DIRECTIONS: Every entry below should be written out again exactly.

TASK INPUT:
========================================================================

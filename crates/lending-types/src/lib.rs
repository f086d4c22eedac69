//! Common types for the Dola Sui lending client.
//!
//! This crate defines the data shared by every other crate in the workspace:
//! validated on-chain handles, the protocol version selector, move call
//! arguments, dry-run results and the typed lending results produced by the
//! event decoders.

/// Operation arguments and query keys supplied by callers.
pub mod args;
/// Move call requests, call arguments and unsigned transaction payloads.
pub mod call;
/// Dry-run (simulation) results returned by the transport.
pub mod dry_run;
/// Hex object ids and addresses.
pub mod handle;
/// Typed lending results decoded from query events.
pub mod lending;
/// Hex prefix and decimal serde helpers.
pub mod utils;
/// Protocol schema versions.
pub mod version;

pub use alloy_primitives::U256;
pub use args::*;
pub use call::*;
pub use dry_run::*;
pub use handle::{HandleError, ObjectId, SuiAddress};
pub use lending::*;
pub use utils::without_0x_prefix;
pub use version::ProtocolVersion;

========================================================================

EXERCISE ANSWER:
filename crates/lending-types/src/lib.rs
repository f086d4c22eedac69
//! Common types for the Dola Sui lending client.
//!
//! This crate defines the data shared by every other crate in the workspace:
//! validated on-chain handles, the protocol version selector, move call
//! arguments, dry-run results and the typed lending results produced by the
//! event decoders.

/// Operation arguments and query keys supplied by callers.
pub mod args;
/// Move call requests, call arguments and unsigned transaction payloads.
pub mod call;
/// Dry-run (simulation) results returned by the transport.
pub mod dry_run;
/// Hex object ids and addresses.
pub mod handle;
/// Typed lending results decoded from query events.
pub mod lending;
/// Hex prefix and decimal serde helpers.
pub mod utils;
/// Protocol schema versions.
pub mod version;

pub use alloy_primitives::U256;
pub use args::*;
pub use call::*;
pub use dry_run::*;
pub use handle::{HandleError, ObjectId, SuiAddress};
pub use lending::*;
pub use utils::without_0x_prefix;
pub use version::ProtocolVersion;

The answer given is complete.